┌─ PROVIDED DATA

//! # Value 模块
//!
//! 可被补间的属性值：标量（f32）或复合值（若干命名的 f32 子字段）。

use std::cell::RefCell;
use std::collections::BTreeMap;
use std::rc::Rc;

/// 复合值
///
/// 由若干命名数值子字段组成，例如 `{x, y, z}`。
///
/// 子字段按名称有序存储。可以通过 [`with_modifiable_keys`](Self::with_modifiable_keys)
/// 显式声明哪些子字段允许被补间；未声明时默认为全部子字段。
#[derive(Debug, Clone, PartialEq, Default)]
pub struct CompoundValue {
    fields: BTreeMap<String, f32>,
    modifiable: Option<Vec<String>>,
}

/// 共享的复合值
///
/// 目标对象与动作共享同一个实例：每一帧都会原地修改并写回同一个引用。
pub type SharedCompound = Rc<RefCell<CompoundValue>>;

impl CompoundValue {
    /// 创建空的复合值
    pub fn new() -> Self {
        Self::default()
    }

    /// 从 `(key, value)` 列表创建
    pub fn from_fields<K: Into<String>>(fields: impl IntoIterator<Item = (K, f32)>) -> Self {
        Self {
            fields: fields.into_iter().map(|(k, v)| (k.into(), v)).collect(),
            modifiable: None,
        }
    }

    /// 添加子字段（构建器风格）
    pub fn with(mut self, key: impl Into<String>, value: f32) -> Self {
        self.fields.insert(key.into(), value);
        self
    }

    /// 显式声明可补间的子字段
    pub fn with_modifiable_keys<K: Into<String>>(mut self, keys: impl IntoIterator<Item = K>) -> Self {
        self.modifiable = Some(keys.into_iter().map(Into::into).collect());
        self
    }

    /// 可补间的子字段列表
    ///
    /// 优先返回显式声明的列表，否则返回自身的全部子字段。
    pub fn modifiable_keys(&self) -> Vec<String> {
        match &self.modifiable {
            Some(keys) => keys.clone(),
            None => self.fields.keys().cloned().collect(),
        }
    }

    /// 读取子字段
    pub fn get(&self, key: &str) -> Option<f32> {
        self.fields.get(key).copied()
    }

    /// 写入子字段
    pub fn set(&mut self, key: impl Into<String>, value: f32) {
        self.fields.insert(key.into(), value);
    }

    /// 是否包含子字段
    pub fn contains_key(&self, key: &str) -> bool {
        self.fields.contains_key(key)
    }

    /// 遍历全部子字段
    pub fn iter(&self) -> impl Iterator<Item = (&str, f32)> {
        self.fields.iter().map(|(k, v)| (k.as_str(), *v))
    }

    pub fn len(&self) -> usize {
        self.fields.len()
    }

    pub fn is_empty(&self) -> bool {
        self.fields.is_empty()
    }

    /// 包装为共享引用
    pub fn into_shared(self) -> SharedCompound {
        Rc::new(RefCell::new(self))
    }
}

/// 目标对象上的属性值
#[derive(Debug, Clone)]
pub enum PropertyValue {
    /// 标量
    Number(f32),
    /// 复合值（共享引用）
    Compound(SharedCompound),
}

impl PropertyValue {
    /// 创建复合属性值
    pub fn compound(value: CompoundValue) -> Self {
        Self::Compound(value.into_shared())
    }

    /// 作为标量读取
    pub fn as_number(&self) -> Option<f32> {
        match self {
            Self::Number(n) => Some(*n),
            Self::Compound(_) => None,
        }
    }

    /// 作为复合值读取
    pub fn as_compound(&self) -> Option<&SharedCompound> {
        match self {
            Self::Number(_) => None,
            Self::Compound(c) => Some(c),
        }
    }
}

impl From<f32> for PropertyValue {
    fn from(value: f32) -> Self {
        Self::Number(value)
    }
}

impl From<CompoundValue> for PropertyValue {
    fn from(value: CompoundValue) -> Self {
        Self::compound(value)
    }
}

impl PartialEq for PropertyValue {
    fn eq(&self, other: &Self) -> bool {
        match (self, other) {
            (Self::Number(a), Self::Number(b)) => a == b,
            (Self::Compound(a), Self::Compound(b)) => Rc::ptr_eq(a, b) || *a.borrow() == *b.borrow(),
            _ => false,
        }
    }
}

#[cfg(test)]
mod tests {
    use super::*;

    #[test]
    fn test_modifiable_keys_default_to_own_fields() {
        let v = CompoundValue::new().with("y", 2.0).with("x", 1.0);
        assert_eq!(v.modifiable_keys(), vec!["x".to_string(), "y".to_string()]);
    }

    #[test]
    fn test_explicit_modifiable_keys() {
        let v = CompoundValue::new()
            .with("x", 1.0)
            .with("y", 2.0)
            .with("w", 0.0)
            .with_modifiable_keys(["x", "y"]);
        assert_eq!(v.modifiable_keys(), vec!["x".to_string(), "y".to_string()]);
        assert_eq!(v.len(), 3);
    }

    #[test]
    fn test_shared_compound_aliasing() {
        let shared = CompoundValue::new().with("x", 1.0).into_shared();
        let a = PropertyValue::Compound(shared.clone());
        shared.borrow_mut().set("x", 5.0);
        assert_eq!(a.as_compound().unwrap().borrow().get("x"), Some(5.0));
    }

    #[test]
    fn test_property_value_accessors() {
        assert_eq!(PropertyValue::Number(3.0).as_number(), Some(3.0));
        assert!(PropertyValue::Number(3.0).as_compound().is_none());
        assert!(PropertyValue::from(CompoundValue::new()).as_number().is_none());
    }
}
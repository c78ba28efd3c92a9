//! # Easing 模块
//!
//! 缓动函数注册表，用于把时间进度 `[0, 1]` 重新映射。
//!
//! 注册表作为显式依赖传入 [`TweenAction`](crate::TweenAction) 的构造函数，
//! 引擎内部不读取任何全局缓动表。

mod functions;
mod legacy;

use std::collections::HashMap;
use std::fmt;
use std::rc::Rc;

pub use functions::{BuiltinEasing, EasingFamily, EasingMode};
pub use legacy::adapt_easing_name;

/// 缓动函数 `t -> eased_t`
pub type EasingFn = Rc<dyn Fn(f32) -> f32>;

/// 缓动描述：按名称查表，或直接给出函数
#[derive(Clone)]
pub enum EasingSpec {
    /// 注册表中的名称
    Named(String),
    /// 自定义函数
    Function(EasingFn),
}

impl EasingSpec {
    /// 由闭包创建
    pub fn function(f: impl Fn(f32) -> f32 + 'static) -> Self {
        Self::Function(Rc::new(f))
    }
}

impl fmt::Debug for EasingSpec {
    fn fmt(&self, f: &mut fmt::Formatter<'_>) -> fmt::Result {
        match self {
            Self::Named(name) => f.debug_tuple("Named").field(name).finish(),
            Self::Function(_) => f.write_str("Function(..)"),
        }
    }
}

impl From<&str> for EasingSpec {
    fn from(name: &str) -> Self {
        Self::Named(name.to_string())
    }
}

impl From<String> for EasingSpec {
    fn from(name: String) -> Self {
        Self::Named(name)
    }
}

impl From<BuiltinEasing> for EasingSpec {
    fn from(easing: BuiltinEasing) -> Self {
        Self::function(move |t| easing.apply(t))
    }
}

/// 缓动函数注册表（名称 → 函数）
#[derive(Clone, Default)]
pub struct EasingRegistry {
    functions: HashMap<String, EasingFn>,
}

impl fmt::Debug for EasingRegistry {
    fn fmt(&self, f: &mut fmt::Formatter<'_>) -> fmt::Result {
        f.debug_struct("EasingRegistry")
            .field("functions", &self.functions.len())
            .finish()
    }
}

impl EasingRegistry {
    /// 创建空注册表
    pub fn new() -> Self {
        Self::default()
    }

    /// 创建包含全部内置缓动函数的注册表
    pub fn with_builtins() -> Self {
        let mut registry = Self::new();
        for easing in BuiltinEasing::all() {
            registry.register(easing.name(), move |t| easing.apply(t));
        }
        registry
    }

    /// 注册（或覆盖）缓动函数
    pub fn register(&mut self, name: impl Into<String>, f: impl Fn(f32) -> f32 + 'static) {
        self.functions.insert(name.into(), Rc::new(f));
    }

    /// 按规范名查找
    pub fn get(&self, name: &str) -> Option<EasingFn> {
        self.functions.get(name).cloned()
    }

    pub fn contains(&self, name: &str) -> bool {
        self.functions.contains_key(name)
    }

    pub fn len(&self) -> usize {
        self.functions.len()
    }

    pub fn is_empty(&self) -> bool {
        self.functions.is_empty()
    }

    /// 已注册名称（排序后）
    pub fn names(&self) -> Vec<String> {
        let mut names: Vec<String> = self.functions.keys().cloned().collect();
        names.sort();
        names
    }
}
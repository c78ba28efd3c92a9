//! # xtask - 开发辅助工具
//!
//! 提供本地质量门禁与开发辅助命令。
//!
//! ## 命令
//!
//! - `check-all`: 运行 fmt、clippy、test
//! - `cov-core`: 运行 tween-core 覆盖率
//! - `tween-check`: 检查补间定义文件（JSON 格式、缓动名、废弃选项）

use std::path::{Path, PathBuf};
use std::process::ExitCode;
use std::rc::Rc;

use clap::{Parser, Subcommand};
use tracing::info;
use tween_core::{EasingRegistry, PropertyBag, TweenAction, TweenDefinition, TweenWarning};
use walkdir::WalkDir;
use xshell::{Shell, cmd};

#[derive(Parser)]
#[command(name = "xtask", about = "开发辅助工具")]
struct Cli {
    #[command(subcommand)]
    command: Command,
}

#[derive(Subcommand)]
enum Command {
    /// 运行 fmt、clippy、test 门禁检查
    CheckAll,
    /// 运行 tween-core 覆盖率报告
    CovCore,
    /// 检查补间定义文件
    ///
    /// 不带参数：检查 assets/tweens/ 下所有 .json 文件
    TweenCheck {
        /// 指定文件或目录
        path: Option<PathBuf>,
    },
}

fn main() -> ExitCode {
    tracing_subscriber::fmt().with_target(false).init();

    if let Err(e) = real_main() {
        eprintln!("xtask error: {e:#}");
        return ExitCode::from(1);
    }
    ExitCode::from(0)
}

fn real_main() -> anyhow::Result<()> {
    let cli = Cli::parse();
    let sh = Shell::new()?;

    match cli.command {
        Command::CheckAll => {
            eprintln!("\n==> cargo fmt --all -- --check");
            cmd!(sh, "cargo fmt --all -- --check").run()?;

            eprintln!("\n==> cargo clippy --workspace --all-targets");
            cmd!(sh, "cargo clippy --workspace --all-targets").run()?;

            eprintln!("\n==> cargo test --workspace");
            cmd!(sh, "cargo test --workspace").run()?;
        }
        Command::CovCore => {
            ensure_cargo_llvm_cov_available(&sh)?;

            eprintln!("\n==> cargo llvm-cov -p tween-core --all-features --html");
            cmd!(sh, "cargo llvm-cov -p tween-core --all-features --html").run()?;

            eprintln!("\nCoverage HTML: target/llvm-cov/html/index.html");
        }
        Command::TweenCheck { path } => {
            tween_check(path.as_deref())?;
        }
    }

    Ok(())
}

fn ensure_cargo_llvm_cov_available(sh: &Shell) -> anyhow::Result<()> {
    if cmd!(sh, "cargo llvm-cov --version").quiet().run().is_err() {
        anyhow::bail!(
            "cargo llvm-cov 不可用。\n\
请先安装：\n\
  - cargo install cargo-llvm-cov\n\
  - rustup component add llvm-tools-preview\n\
然后重试。"
        );
    }
    Ok(())
}

//=============================================================================
// tween-check 命令实现
//=============================================================================

/// 默认的补间定义目录（相对于 workspace root）
const DEFAULT_TWEENS_DIR: &str = "assets/tweens";

/// 检查结果
#[derive(Default)]
struct TweenCheckResult {
    /// 检查的文件数量
    files_checked: usize,
    /// 解析失败数量
    errors: usize,
    /// 警告（文件, 警告）
    warnings: Vec<(String, TweenWarning)>,
}

fn tween_check(path: Option<&Path>) -> anyhow::Result<()> {
    let root = path.unwrap_or_else(|| Path::new(DEFAULT_TWEENS_DIR));
    if !root.exists() {
        anyhow::bail!(
            "路径不存在: {}\n请在 workspace 根目录运行，或指定文件路径",
            root.display()
        );
    }

    let files = collect_definition_files(root);
    if files.is_empty() {
        eprintln!("未找到补间定义文件（.json）");
        return Ok(());
    }

    info!(count = files.len(), "检查补间定义");

    let registry = Rc::new(EasingRegistry::with_builtins());
    let mut result = TweenCheckResult::default();
    for file in &files {
        check_definition_file(file, &registry, &mut result);
    }

    print_check_result(&result);

    if result.errors > 0 {
        anyhow::bail!("补间定义检查发现错误");
    }
    Ok(())
}

/// 收集目录下的所有 .json 文件
fn collect_definition_files(root: &Path) -> Vec<PathBuf> {
    let mut files: Vec<PathBuf> = WalkDir::new(root)
        .into_iter()
        .filter_map(Result::ok)
        .filter(|entry| entry.file_type().is_file())
        .map(|entry| entry.into_path())
        .filter(|path| path.extension().is_some_and(|ext| ext == "json"))
        .collect();
    files.sort();
    files
}

/// 检查单个补间定义文件
fn check_definition_file(file: &Path, registry: &Rc<EasingRegistry>, result: &mut TweenCheckResult) {
    let file_id = file.display().to_string();
    result.files_checked += 1;

    let definition = match TweenDefinition::from_file(file) {
        Ok(d) => d,
        Err(e) => {
            eprintln!("[ERROR] {}: {}", file_id, e);
            result.errors += 1;
            return;
        }
    };

    let action: TweenAction<PropertyBag> = definition.build(Rc::clone(registry));
    if action.specs().is_empty() {
        eprintln!("[WARN] {}: 没有可补间的属性", file_id);
    }
    for warning in action.warnings() {
        result.warnings.push((file_id.clone(), warning.clone()));
    }
}

/// 输出检查结果
fn print_check_result(result: &TweenCheckResult) {
    eprintln!("─────────────────────────────────────────────────────");
    eprintln!("检查完成: {} 个文件", result.files_checked);
    eprintln!();

    for (file, warning) in &result.warnings {
        eprintln!("[WARN] {}: {}", file, warning);
    }

    eprintln!();
    if result.errors > 0 {
        eprintln!("❌ {} 个错误, {} 个警告", result.errors, result.warnings.len());
    } else if !result.warnings.is_empty() {
        eprintln!("⚠️  0 个错误, {} 个警告", result.warnings.len());
    } else {
        eprintln!("✅ 检查通过，无错误");
    }
}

└─

* [EXERCISE]: The answer must consist of every line from the entries above that contains the string "legacy".

* [TASK OUTPUT]:
mod legacy;
pub use legacy::adapt_easing_name;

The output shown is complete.